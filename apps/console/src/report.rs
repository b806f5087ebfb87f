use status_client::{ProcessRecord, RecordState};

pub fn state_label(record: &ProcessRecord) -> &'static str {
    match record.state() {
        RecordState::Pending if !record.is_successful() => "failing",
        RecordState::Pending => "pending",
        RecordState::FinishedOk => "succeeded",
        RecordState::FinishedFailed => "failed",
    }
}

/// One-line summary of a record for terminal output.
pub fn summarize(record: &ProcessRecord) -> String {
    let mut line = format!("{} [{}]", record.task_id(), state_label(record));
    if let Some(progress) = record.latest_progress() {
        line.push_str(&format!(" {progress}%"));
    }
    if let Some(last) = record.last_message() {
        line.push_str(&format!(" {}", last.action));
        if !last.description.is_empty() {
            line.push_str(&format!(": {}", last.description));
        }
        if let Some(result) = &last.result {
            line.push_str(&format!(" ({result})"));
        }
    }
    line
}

> [EXERCISE]: Which lines of the data hold the string "format"? Return each of them.

> [PROBLEM SOLUTION]:
    let mut line = format!("{} [{}]", record.task_id(), state_label(record));
        line.push_str(&format!(" {progress}%"));
        line.push_str(&format!(" {}", last.action));
            line.push_str(&format!(": {}", last.description));
            line.push_str(&format!(" ({result})"));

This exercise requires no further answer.